Lançado em 2020 pela Vale, o projeto Máscara + Renda mobilizou, até o momento, mais de 1.900 costureiras e artesãs em todas as regiões do país. O projeto é uma parceria entre a Fundação Vale e a Rede Asta e já gerou R$ 5 milhões em renda para mulheres em situação de vulnerabilidade social.


As costureiras e artesãs produziram mais de dois milhões de máscaras em sete meses. O material produzido é doado para organizações sociais responsáveis por distribuir os itens de proteção em bairros periféricos, comunidades indígenas e quilombolas, favelas e regiões que mais necessitam em 245 cidades. Além de promover a inclusão produtiva de mulheres - que de acordo com o Instituto de Pesquisa Econômica e Aplicada (Ipea) são responsáveis pela renda de 45% dos lares no Brasil - a iniciativa contribui para a disseminação da cultura de prevenção à COVID-19.


Moradores de favelas e periferias do Rio de Janeiro receberam mais de 25 mil máscaras para se protegerem contra o coronavírus, das quais 24.010 foram doadas para a Central Única das Favelas (Cufa) e 1.126 máscaras para o Instituto Corrente do Bem. "Só temos a agradecer esta parceria por estar com a gente há tanto tempo, desde quando esse período complicado começou. É muito importante recebermos estes itens, que hoje são essenciais, e distribuirmos nas favelas, conscientizando seus moradores sobre a importância do uso", falou Preto Zezé, presidente nacional da Cufa. "No momento que estamos vivendo, usar máscara é um dever do cidadão, para que todos fiquem protegidos. Logo, é muito importante que o Máscara + Renda tenha tido a sensibilidade de olhar para a favela e doar dezenas de milhares de máscaras para a nossa instituição.

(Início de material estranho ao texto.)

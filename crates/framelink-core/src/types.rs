use crate::{Error, Result};
use serde::{Deserialize, Serialize};
use std::fmt;

/// Peer role of an engine.
///
/// The role pins the high bit of every frame id the engine generates, so
/// two peers allocating ids concurrently can never produce the same id:
/// a slave engine only generates ids with the high bit clear, a master
/// engine only generates ids with the high bit set.
#[derive(Debug, Clone, Copy, PartialEq, Eq, Hash, Serialize, Deserialize)]
pub enum Peer {
    /// Slave device, id high bit fixed to 0.
    Slave,
    /// Master device, id high bit fixed to 1.
    Master,
}

impl Peer {
    /// Returns `true` for the master role.
    #[inline]
    #[must_use]
    pub fn is_master(self) -> bool {
        matches!(self, Peer::Master)
    }
}

impl fmt::Display for Peer {
    fn fmt(&self, f: &mut fmt::Formatter) -> fmt::Result {
        match self {
            Peer::Slave => write!(f, "slave"),
            Peer::Master => write!(f, "master"),
        }
    }
}

/// Wire width of an unsigned frame field (id, length or type).
///
/// Fields are encoded big-endian in exactly this many bytes. Both peers
/// must agree on the width of every field; a mismatch desynchronizes the
/// parsers on either end.
#[derive(Debug, Clone, Copy, PartialEq, Eq, Hash, Serialize, Deserialize)]
pub enum FieldWidth {
    One = 1,
    Two = 2,
    Four = 4,
}

impl FieldWidth {
    /// Create a field width from a byte count.
    ///
    /// # Errors
    /// Returns `Error::InvalidConfig` unless `bytes` is 1, 2 or 4.
    pub fn new(bytes: usize) -> Result<Self> {
        match bytes {
            1 => Ok(FieldWidth::One),
            2 => Ok(FieldWidth::Two),
            4 => Ok(FieldWidth::Four),
            _ => Err(Error::InvalidConfig(format!(
                "field width must be 1, 2 or 4 bytes, got {bytes}"
            ))),
        }
    }

    /// Width in bytes.
    #[inline]
    #[must_use]
    pub fn as_usize(self) -> usize {
        self as usize
    }

    /// Largest value encodable in this width.
    #[inline]
    #[must_use]
    pub fn max_value(self) -> u32 {
        match self {
            FieldWidth::One => u8::MAX as u32,
            FieldWidth::Two => u16::MAX as u32,
            FieldWidth::Four => u32::MAX,
        }
    }

    /// Whether `value` is encodable in this width.
    #[inline]
    #[must_use]
    pub fn fits(self, value: u32) -> bool {
        value <= self.max_value()
    }
}

impl fmt::Display for FieldWidth {
    fn fmt(&self, f: &mut fmt::Formatter) -> fmt::Result {
        write!(f, "{}B", self.as_usize())
    }
}
impl Parser {
    /// Create a parser for the given link configuration.
    pub fn new(config: FrameConfig) -> Self {
        let mut parser = Parser {
            state: ParserState::AwaitingSof,
            acc: 0,
            rxi: 0,
            frame_id: 0,
            frame_len: 0,
            frame_type: 0,
            payload: Vec::with_capacity(config.rx_capacity),
            cksum: ChecksumState::None,
            computed_cksum: 0,
            ref_cksum: 0,
            discard: false,
            watchdog: config.parser_timeout_ticks,
            config,
        };
        parser.reset();
        parser
    }

    /// Current state of the machine.
    #[must_use]
    pub fn state(&self) -> ParserState {
        self.state
    }

    /// Whether a frame is partially received.
    #[must_use]
    pub fn mid_frame(&self) -> bool {
        self.state != self.entry_state() || self.rxi != 0
    }

    /// Reset the state machine, dropping any partial frame.
    ///
    /// Listener state is unaffected; this only concerns the byte stream.
    pub fn reset(&mut self) {
        self.state = self.entry_state();
        self.acc = 0;
        self.rxi = 0;
        self.frame_id = 0;
        self.frame_len = 0;
        self.frame_type = 0;
        self.payload.clear();
        self.cksum = self.config.checksum.start();
        self.computed_cksum = 0;
        self.ref_cksum = 0;
        self.discard = false;
    }

    /// Advance the watchdog by one tick.
    ///
    /// When the configured number of ticks elapses without a byte while a
    /// frame is partially received, the parser silently resets; the next
    /// valid byte begins a fresh frame.
    pub fn tick(&mut self) {
        if self.config.parser_timeout_ticks == 0 || !self.mid_frame() {
            return;
        }
        if self.watchdog > 0 {
            self.watchdog -= 1;
        }
        if self.watchdog == 0 {
            trace!("partial frame timed out, resetting parser");
            self.reset();
        }
    }

    /// Process one received byte.
    ///
    /// Returns the completed frame when `byte` is the one that finishes
    /// it. Checksum failures and oversized frames return `None` and reset
    /// the machine.
    pub fn accept_byte(&mut self, byte: u8) -> Option<Frame> {
        self.watchdog = self.config.parser_timeout_ticks;

        match self.state {
            ParserState::AwaitingSof => {
                if self.config.sof == Some(byte) {
                    self.cksum = self.config.checksum.start();
                    self.config.checksum.update(&mut self.cksum, &[byte]);
                    self.acc = 0;
                    self.rxi = 0;
                    self.state = ParserState::ReadingId;
                }
                None
            }
            ParserState::ReadingId => {
                self.accumulate_header_byte(byte);
                if self.rxi == self.config.id_width.as_usize() {
                    self.frame_id = self.acc;
                    self.begin_field(ParserState::ReadingLen);
                }
                None
            }
            ParserState::ReadingLen => {
                self.accumulate_header_byte(byte);
                if self.rxi == self.config.len_width.as_usize() {
                    self.frame_len = self.acc;
                    self.begin_field(ParserState::ReadingType);
                }
                None
            }
            ParserState::ReadingType => {
                self.accumulate_header_byte(byte);
                if self.rxi == self.config.type_width.as_usize() {
                    self.frame_type = self.acc;
                    self.begin_field(ParserState::ReadingHeaderChecksum);
                    if self.config.checksum.is_enabled() {
                        let state =
                            std::mem::replace(&mut self.cksum, ChecksumState::None);
                        self.computed_cksum = self.config.checksum.finalize(state);
                        self.ref_cksum = 0;
                        None
                    } else if self.frame_len == 0 {
                        self.complete_frame()
                    } else {
                        self.begin_data();
                        None
                    }
                } else {
                    None
                }
            }
            ParserState::ReadingHeaderChecksum => {
                self.ref_cksum = (self.ref_cksum << 8) | u32::from(byte);
                self.rxi += 1;
                if self.rxi < self.config.checksum.width() {
                    return None;
                }
                if self.ref_cksum != self.computed_cksum {
                    let error = Error::HeaderChecksumMismatch {
                        expected: self.computed_cksum,
                        actual: self.ref_cksum,
                    };
                    debug!(%error, "dropping frame");
                    self.reset();
                    None
                } else if self.frame_len == 0 {
                    self.complete_frame()
                } else {
                    self.begin_data();
                    None
                }
            }
            ParserState::ReadingData => {
                if !self.discard {
                    self.payload.push(byte);
                }
                self.config.checksum.update(&mut self.cksum, &[byte]);
                self.rxi += 1;
                if self.rxi < self.frame_len as usize {
                    return None;
                }
                if self.config.checksum.is_enabled() {
                    let state = std::mem::replace(&mut self.cksum, ChecksumState::None);
                    self.computed_cksum = self.config.checksum.finalize(state);
                    self.ref_cksum = 0;
                    self.rxi = 0;
                    self.state = ParserState::ReadingDataChecksum;
                    None
                } else {
                    self.complete_frame()
                }
            }
            ParserState::ReadingDataChecksum => {
                self.ref_cksum = (self.ref_cksum << 8) | u32::from(byte);
                self.rxi += 1;
                if self.rxi < self.config.checksum.width() {
                    return None;
                }
                if self.ref_cksum != self.computed_cksum {
                    let error = Error::PayloadChecksumMismatch {
                        expected: self.computed_cksum,
                        actual: self.ref_cksum,
                    };
                    debug!(%error, "dropping frame");
                    self.reset();
                    None
                } else {
                    self.complete_frame()
                }
            }
        }
    }

    fn entry_state(&self) -> ParserState {
        if self.config.sof.is_some() {
            ParserState::AwaitingSof
        } else {
            ParserState::ReadingId
        }
    }

    /// Fold a header byte into the running checksum and the accumulator.
    fn accumulate_header_byte(&mut self, byte: u8) {
        self.config.checksum.update(&mut self.cksum, &[byte]);
        self.acc = (self.acc << 8) | u32::from(byte);
        self.rxi += 1;
    }

    fn begin_field(&mut self, next: ParserState) {
        self.acc = 0;
        self.rxi = 0;
        self.state = next;
    }

    fn begin_data(&mut self) {
        self.discard = self.frame_len as usize > self.config.rx_capacity;
        if self.discard {
            warn!(
                len = self.frame_len,
                capacity = self.config.rx_capacity,
                "payload exceeds receive capacity, frame will be dropped"
            );
        }
        self.payload.clear();
        self.cksum = self.config.checksum.start();
        self.rxi = 0;
        self.state = ParserState::ReadingData;
    }

    fn complete_frame(&mut self) -> Option<Frame> {
        let frame = if self.discard {
            None
        } else {
            Some(Frame {
                id: self.frame_id,
                frame_type: self.frame_type,
                payload: Bytes::copy_from_slice(&self.payload),
            })
        };
        self.reset();
        frame
    }
}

Ficamos agradecidos", falou Welington Galdino, diretor da Cufa Rio.


"O Máscara + Renda gera remuneração para mulheres em situação de vulnerabilidade e ajuda na autoestima e no empoderamento dessas costureiras e artesãs, muitas delas responsáveis pela principal fonte de renda da família", avalia a diretora-executiva da Fundação Vale, Pâmella De-Cnop. "Não sabíamos que a pandemia duraria tanto tempo e hoje confirmamos que a iniciativa se mantém importante e que a rede de parceiros que se formou em torno dela foi fundamental, pois um projeto colaborativo alcança resultados mais potentes", completa. As máscaras também abastecem comunidades indígenas no Pará.

O programa pretende mobilizar cerca de duas mil costureiras e produzir três milhões de máscaras até março de 2021. Até o momento, das 1.923 costureiras selecionadas, 1.914 estão participando da produção dos itens de proteção. Ao todo, foram mais de R$ 5 milhões de renda gerada pela produção de 2,9 milhões de máscaras. Foram 2,3 milhões de máscaras doadas para mais de 800 instituições.


Com investimento inicial de R$ 5,5 milhões da Fundação Vale, a iniciativa foi ampliada com a adesão de novos parceiros e já conta com mais de R$ 11 milhões investidos. O projeto é uma realização da Fundação Vale e da Rede Asta, em parceria com a Wheaton Precious Metals e diversas empresas e instituições.